I've also removed RAM values from the previous posts, and I am gathering benchmarking data on how all these improvements reduced RAM. I will update this issue as soon as I get all benchmarking data.

leoisl commented 1 year ago

RAM and runtime improvements

History of RAM and runtime improvements for the new version of pandora that will be merged in the next PRs. These benchmarks were done running pandora compare with the RH plasmid DB (~1M PRGs) and the ESBL sample SRR16977031:

  1. v0.10.0-alpha.0 (baseline, current release) RAM usage: 178.1 GB Runtime: 130 minutes

  2. commit a76df4 (only lazy loading added - this is the version we've been using in RH, unreleased): RAM usage: 124.5 GB (30% less RAM than baseline) Runtime: 31.8 minutes (4 times faster than baseline)

  3. commit b19d26 (lazy loading + read info optimisation, unreleased): RAM usage: 22.1 GB (88% less RAM than baseline) Runtime: 13 minutes (10 times faster than baseline)

  4. commit 1c53eb (lazy loading + read info optimisation + index optimisation, unreleased): RAM usage: 9.1 GB (95% less RAM than baseline) Runtime: 8.35 minutes (15.5 times faster than baseline)

Thus when finishing all merges, we will have a version that requires 95% less RAM than current release (~20x improvement on RAM usage) and runs 15.5 times faster than current release.

Details

LSF logs follow:

Pandora benchmarking:

1c53eb (lazy loading + reads optimisation + paths optimisation):
Resource usage summary:
    CPU time :                                   4764.10 sec.
    Max Memory :                                 9345 MB
    Average Memory :                             7826.94 MB
    Total Requested Memory :                     80000.00 MB
    Delta Memory :                               70655.00 MB
    Max Swap :                                   -
    Max Processes :                              4
    Max Threads :                                20
    Run time :                                   501 sec.
    Turnaround time :                            511 sec.

b19d26 (lazy loading + reads optimisation):
Resource usage summary:
    CPU time :                                   4771.61 sec.
    Max Memory :                                 22644 MB
    Average Memory :                             19645.91 MB
    Total Requested Memory :                     80000.00 MB
    Delta Memory :                               57356.00 MB
    Max Swap :                                   -
    Max Processes :                              4
    Max Threads :                                20
    Run time :                                   781 sec.
    Turnaround time :                            854 sec.
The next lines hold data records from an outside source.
impl ConfigLoader {
    /// Creates a new configuration loader with default settings.
    pub fn new() -> Self {
        Self {
            base_path: None,
            env_prefix: DEFAULT_ENV_PREFIX.to_string(),
            resolve_env_vars: true,
            resolve_paths: true,
        }
    }

    /// Creates a builder for configuring the loader.
    pub fn builder() -> ConfigLoaderBuilder {
        ConfigLoaderBuilder::new()
    }

    /// Sets the base path for resolving relative paths.
    pub fn with_base_path(mut self, path: impl Into<PathBuf>) -> Self {
        self.base_path = Some(path.into());
        self
    }

    /// Sets the environment variable prefix.
    pub fn with_env_prefix(mut self, prefix: impl Into<String>) -> Self {
        self.env_prefix = prefix.into();
        self
    }

    /// Enables or disables environment variable resolution.
    pub fn with_env_vars(mut self, enabled: bool) -> Self {
        self.resolve_env_vars = enabled;
        self
    }

    /// Enables or disables relative path resolution.
    pub fn with_path_resolution(mut self, enabled: bool) -> Self {
        self.resolve_paths = enabled;
        self
    }

    /// Loads configuration from a file.
    ///
    /// The format follows the extension: `.yaml`/`.yml`, `.toml` or `.json`.
    pub fn load(&self, path: impl AsRef<Path>) -> ConfigResult<HistrepConfig> {
        let path = path.as_ref();
        info!("Loading configuration from: {}", path.display());

        let base_path = self.base_path.clone().unwrap_or_else(|| {
            path.parent()
                .filter(|p| !p.as_os_str().is_empty())
                .map(|p| p.to_path_buf())
                .unwrap_or_else(|| PathBuf::from("."))
        });

        let content = self.read_file(path)?;

        let format = ConfigFormat::from_path(path)?;
        let mut config = self.parse_content(&content, format, path)?;

        if self.resolve_env_vars {
            self.apply_env_overrides(&mut config)?;
        }

        if self.resolve_paths {
            self.resolve_relative_paths(&mut config, &base_path);
        }

        config.validate()?;

        info!(mode = %config.mode, "Configuration loaded successfully");
        debug!(
            source = %config.source.server,
            destination = %config.destination.server,
            points_file = %config.points.file.display(),
            "Configuration endpoints"
        );

        Ok(config)
    }

    /// Loads configuration from a string.
    ///
    /// Relative paths are resolved only when a base path is set.
    pub fn load_from_str(&self, content: &str, format: ConfigFormat) -> ConfigResult<HistrepConfig> {
        let content = if self.resolve_env_vars {
            self.resolve_env_placeholders(content)?
        } else {
            content.to_string()
        };
        let mut config = parse_str(&content, format)?;

        if self.resolve_env_vars {
            self.apply_env_overrides(&mut config)?;
        }

        if self.resolve_paths {
            if let Some(base_path) = self.base_path.clone() {
                self.resolve_relative_paths(&mut config, &base_path);
            }
        }

        config.validate()?;

        Ok(config)
    }

    fn read_file(&self, path: &Path) -> ConfigResult<String> {
        if !path.exists() {
            return Err(ConfigError::file_not_found(path));
        }

        fs::read_to_string(path).map_err(|e| ConfigError::io(path, e))
    }

    fn parse_content(
        &self,
        content: &str,
        format: ConfigFormat,
        path: &Path,
    ) -> ConfigResult<HistrepConfig> {
        let content = if self.resolve_env_vars {
            self.resolve_env_placeholders(content)?
        } else {
            content.to_string()
        };

        parse_str(&content, format).map_err(|e| match e {
            ConfigError::Serialization { message } => ConfigError::parse(path, message),
            other => other,
        })
    }

    /// Resolves environment variable placeholders in content.
    ///
    /// Supports `${VAR_NAME}` and `${VAR_NAME:default}`.
    fn resolve_env_placeholders(&self, content: &str) -> ConfigResult<String> {
        let mut result = String::with_capacity(content.len());
        let mut chars = content.chars().peekable();

        while let Some(c) = chars.next() {
            if c != '$' || chars.peek() != Some(&'{') {
                result.push(c);
                continue;
            }
            chars.next();

            let mut var_content = String::new();
            let mut found_close = false;
            for c in chars.by_ref() {
                if c == '}' {
                    found_close = true;
                    break;
                }
                var_content.push(c);
            }

            if !found_close {
                result.push_str("${");
                result.push_str(&var_content);
                continue;
            }

            let (var_name, default_value) = match var_content.split_once(':') {
                Some((name, default)) => (name, Some(default)),
                None => (var_content.as_str(), None),
            };

            match (env::var(var_name), default_value) {
                (Ok(value), _) => result.push_str(&value),
                (Err(_), Some(default)) => result.push_str(default),
                (Err(_), None) => {
                    warn!("Environment variable '{}' not found", var_name);
                    result.push_str(&format!("${{{}}}", var_name));
                }
            }
        }

        Ok(result)
    }

    fn env_var(&self, suffix: &str) -> Option<(String, String)> {
        let name = format!("{}_{}", self.env_prefix, suffix);
        env::var(&name).ok().map(|value| (name, value))
    }

    /// Applies `<PREFIX>_*` environment overrides.
    fn apply_env_overrides(&self, config: &mut HistrepConfig) -> ConfigResult<()> {
        if let Some((name, value)) = self.env_var("MODE") {
            config.mode = value
                .parse::<DataCollectionMode>()
                .map_err(|e| ConfigError::invalid_env_var(name, e))?;
        }
        if let Some((_, value)) = self.env_var("SOURCE_SERVER") {
            config.source.server = value;
        }
        if let Some((_, value)) = self.env_var("DESTINATION_SERVER") {
            config.destination.server = value;
        }

        if let Some((name, value)) = self.env_var("SEND_PERIOD_MS") {
            config.dispatch.send_period_ms = parse_number(&name, &value)?;
        }
        if let Some((name, value)) = self.env_var("DISPATCH_TICK_POLICY") {
            config.dispatch.tick_policy = parse_policy(&name, &value)?;
        }
        if let Some((name, value)) = self.env_var("READ_PERIOD_MS") {
            config.realtime.read_period_ms = parse_number(&name, &value)?;
        }
        if let Some((name, value)) = self.env_var("MAX_EVENTS_PER_PUMP") {
            config.realtime.max_events_per_pump = parse_number(&name, &value)?;
        }
        if let Some((name, value)) = self.env_var("PUMP_TICK_POLICY") {
            config.realtime.tick_policy = parse_policy(&name, &value)?;
        }

        if let Some((name, value)) = self.env_var("HISTORY_START") {
            config.historical.start = Some(parse_time(&name, &value)?);
        }
        if let Some((name, value)) = self.env_var("HISTORY_END") {
            config.historical.end = Some(parse_time(&name, &value)?);
        }
        if let Some((name, value)) = self.env_var("SOURCE_MAX_RATE") {
            config.historical.source_max_rate = parse_number(&name, &value)?;
        }
        if let Some((name, value)) = self.env_var("MAX_RANGE_SECS") {
            config.historical.max_range_secs = parse_number(&name, &value)?;
        }

        if let Some((_, value)) = self.env_var("POINTS_FILE") {
            config.points.file = PathBuf::from(value);
        }
        if let Some((_, value)) = self.env_var("ALLOW_CREATE") {
            config.points.allow_create = parse_bool(&value);
        }
        if let Some((_, value)) = self.env_var("DEAD_LETTER_PATH") {
            config.dead_letter.path = PathBuf::from(value);
        }

        if let Some((name, value)) = self.env_var("LOG_LEVEL") {
            config.logging.level = LogLevel::parse(&value)
                .ok_or_else(|| ConfigError::invalid_env_var(name, "expected a log level"))?;
        }
        if let Some((name, value)) = self.env_var("LOG_FORMAT") {
            config.logging.format = LogFormat::parse(&value)
                .ok_or_else(|| ConfigError::invalid_env_var(name, "expected pretty, compact or json"))?;
        }

        Ok(())
    }

    fn resolve_relative_paths(&self, config: &mut HistrepConfig, base_path: &Path) {
        if config.points.file.is_relative() {
            config.points.file = base_path.join(&config.points.file);
        }
        if config.dead_letter.path.is_relative() {
            config.dead_letter.path = base_path.join(&config.dead_letter.path);
        }
    }
}

impl Default for ConfigLoader {
    fn default() -> Self {
        Self::new()
    }
}

// =============================================================================
// ConfigLoaderBuilder
// =============================================================================

/// Builder for ConfigLoader.
#[derive(Debug, Default)]
pub struct ConfigLoaderBuilder {
    base_path: Option<PathBuf>,
    env_prefix: Option<String>,
    resolve_env_vars: Option<bool>,
    resolve_paths: Option<bool>,
}
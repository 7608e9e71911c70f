// SPDX-License-Identifier: PolyForm-Noncommercial-1.0.0
// Copyright (c) 2025 Sylvex. All rights reserved.

//! # histrep-bin
//!
//! CLI binary for the histrep historian replicator.
//!
//! This crate provides the main binary entry point, including:
//!
//! - CLI argument parsing with clap
//! - Replicator runtime orchestration
//! - Graceful shutdown handling
//! - Logging initialization
//!
//! ## Architecture
//!
//! ```text
//! ┌─────────────────────────────────────────────────────────────┐
//! │                         main.rs                              │
//! │                    (Entry Point)                             │
//! └─────────────────────────┬───────────────────────────────────┘
//!                           │
//!                    ┌──────▼──────┐
//!                    │    cli.rs   │
//!                    └──────┬──────┘
//!                           │
//!               ┌───────────┼───────────┐
//!               ▼           ▼           ▼
//!        ┌──────────┐ ┌──────────┐ ┌──────────┐
//!        │ commands │ │ runtime  │ │ logging  │
//!        └──────────┘ └────┬─────┘ └──────────┘
//!                          │
//!                   ┌──────▼──────┐
//!                   │  shutdown   │
//!                   └──────┬──────┘
//!                          │
//!               ┌──────────▼──────────┐
//!               │ histrep-core        │
//!               │ (Replicator)        │
//!               └─────────────────────┘
//! ```
//!
//! ## Usage
//!
//! ```bash
//! # Start replicating (default command)
//! histrep
//!
//! # Backfill a window and exit when done
//! histrep -c /etc/histrep/backfill.yaml run --exit-when-done
//!
//! # Validate configuration
//! histrep validate --strict
//! ```

#![warn(missing_docs)]
#![deny(unsafe_code)]

// =============================================================================
// Modules
// =============================================================================

pub mod cli;
pub mod commands;
pub mod error;
pub mod logging;
pub mod runtime;
pub mod shutdown;

// =============================================================================
// Re-exports
// =============================================================================

pub use cli::{Cli, Commands};
pub use error::{BinError, BinResult};
pub use logging::init_logging;
pub use runtime::{ReplicatorRuntime, RunReport, RuntimeBuilder};
pub use shutdown::{ShutdownCoordinator, ShutdownSignal};

/// Crate version.
pub const VERSION: &str = env!("CARGO_PKG_VERSION");

/// Crate name.
pub const NAME: &str = env!("CARGO_PKG_NAME");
a76df4 (only lazy loading - version we've been using in RH):
Resource usage summary:
    CPU time :                                   13056.05 sec.
    Max Memory :                                 127450 MB
    Average Memory :                             97789.90 MB
    Total Requested Memory :                     150000.00 MB
    Delta Memory :                               22550.00 MB
    Max Swap :                                   -
    Max Processes :                              4
    Max Threads :                                20
    Run time :                                   1909 sec.
    Turnaround time :                            1911 sec.

v0.10.0-alpha.0 (baseline):
Resource usage summary:
    CPU time :                                   26317.66 sec.
    Max Memory :                                 182410 MB
    Average Memory :                             84832.14 MB
    Total Requested Memory :                     1024000.00 MB
    Delta Memory :                               841590.00 MB
    Max Swap :                                   -
    Max Processes :                              4
    Max Threads :                                20
    Run time :                                   7773 sec.
    Turnaround time :                            7782 sec.
iqbal-lab commented 1 year ago

bloody hell @leoisl

iqbal-lab commented 1 year ago

for future readers, RH=roundhound.

mbhall88 commented 1 year ago

FAR OUT 🔥

rmcolq commented 1 year ago

These results are unbelievable!! Amazing

leoisl commented 1 year ago

Closed via #331, #337, #342 and #345